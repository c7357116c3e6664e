//! suppaftp-backed implementation of the connection seam.

use std::io::Read;
use std::net::ToSocketAddrs;

use suppaftp::types::FileType;
use suppaftp::{FtpError, FtpStream, Mode};

use crate::config::TransferMode;
use crate::retry::TransferError;

use super::{ConnectSpec, Connector, RemoteClient};

/// Connector for real FTP servers. Each `connect` performs the full attempt
/// preamble: TCP connect with timeout, login, binary type, data-channel mode.
#[derive(Debug, Clone)]
pub struct FtpConnector {
    spec: ConnectSpec,
}

impl FtpConnector {
    pub fn new(spec: ConnectSpec) -> Self {
        Self { spec }
    }

    pub fn spec(&self) -> &ConnectSpec {
        &self.spec
    }
}

impl Connector for FtpConnector {
    fn connect(&self) -> Result<Box<dyn RemoteClient>, TransferError> {
        let spec = &self.spec;
        let addr = (spec.host.as_str(), spec.port)
            .to_socket_addrs()
            .map_err(|e| TransferError::Ftp(FtpError::ConnectionError(e)))?
            .next()
            .ok_or_else(|| {
                TransferError::Ftp(FtpError::ConnectionError(std::io::Error::new(
                    std::io::ErrorKind::NotFound,
                    format!("no address found for {}", spec.host),
                )))
            })?;

        let mut stream = FtpStream::connect_timeout(addr, spec.timeout)?;
        // Read timeout so a dead control channel suspends one worker for at
        // most `timeout`, not forever.
        if let Err(e) = stream.get_ref().set_read_timeout(Some(spec.timeout)) {
            let _ = stream.quit();
            return Err(TransferError::Ftp(FtpError::ConnectionError(e)));
        }
        stream.login(&spec.username, &spec.password)?;
        stream.transfer_type(FileType::Binary)?;
        stream.set_mode(match spec.mode {
            TransferMode::Passive => Mode::Passive,
            TransferMode::Active => Mode::Active,
        });
        tracing::debug!(host = %spec.host, port = spec.port, "control channel established");
        Ok(Box::new(FtpClient { stream }))
    }
}

struct FtpClient {
    stream: FtpStream,
}

impl RemoteClient for FtpClient {
    fn working_dir(&mut self) -> Result<String, TransferError> {
        Ok(self.stream.pwd()?)
    }

    fn size(&mut self, path: &str) -> Result<Option<u64>, TransferError> {
        match self.stream.size(path) {
            Ok(n) => Ok(Some(n as u64)),
            // Server rejected SIZE (unsupported or refused for this path):
            // degrade to unknown rather than failing the attempt.
            Err(FtpError::UnexpectedResponse(resp)) => {
                tracing::debug!(path, status = ?resp.status, "SIZE not answered, size unknown");
                Ok(None)
            }
            Err(e) => Err(e.into()),
        }
    }

    fn restart_from(&mut self, offset: u64) -> Result<(), TransferError> {
        Ok(self.stream.resume_transfer(offset as usize)?)
    }

    fn retrieve(&mut self, path: &str) -> Result<Box<dyn Read + Send>, TransferError> {
        let data = self.stream.retr_as_stream(path)?;
        Ok(Box::new(data))
    }

    fn finish_retrieve(&mut self, data: Box<dyn Read + Send>) -> Result<(), TransferError> {
        Ok(self.stream.finalize_retr_stream(data)?)
    }

    fn close(mut self: Box<Self>) {
        if let Err(e) = self.stream.quit() {
            tracing::debug!("QUIT failed: {}", e);
        }
    }
}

Work to be completed:
Repeat exactly, please, each line from the beginning of the data through the line with "stream.login(&spec.username, &spec.password)?;" in it, and only those lines.

Finished exercise:
repository c7357116c3e6664e
//! suppaftp-backed implementation of the connection seam.

use std::io::Read;
use std::net::ToSocketAddrs;

use suppaftp::types::FileType;
use suppaftp::{FtpError, FtpStream, Mode};

use crate::config::TransferMode;
use crate::retry::TransferError;

use super::{ConnectSpec, Connector, RemoteClient};

/// Connector for real FTP servers. Each `connect` performs the full attempt
/// preamble: TCP connect with timeout, login, binary type, data-channel mode.
#[derive(Debug, Clone)]
pub struct FtpConnector {
    spec: ConnectSpec,
}

impl FtpConnector {
    pub fn new(spec: ConnectSpec) -> Self {
        Self { spec }
    }

    pub fn spec(&self) -> &ConnectSpec {
        &self.spec
    }
}

impl Connector for FtpConnector {
    fn connect(&self) -> Result<Box<dyn RemoteClient>, TransferError> {
        let spec = &self.spec;
        let addr = (spec.host.as_str(), spec.port)
            .to_socket_addrs()
            .map_err(|e| TransferError::Ftp(FtpError::ConnectionError(e)))?
            .next()
            .ok_or_else(|| {
                TransferError::Ftp(FtpError::ConnectionError(std::io::Error::new(
                    std::io::ErrorKind::NotFound,
                    format!("no address found for {}", spec.host),
                )))
            })?;

        let mut stream = FtpStream::connect_timeout(addr, spec.timeout)?;
        // Read timeout so a dead control channel suspends one worker for at
        // most `timeout`, not forever.
        if let Err(e) = stream.get_ref().set_read_timeout(Some(spec.timeout)) {
            let _ = stream.quit();
            return Err(TransferError::Ftp(FtpError::ConnectionError(e)));
        }
        stream.login(&spec.username, &spec.password)?;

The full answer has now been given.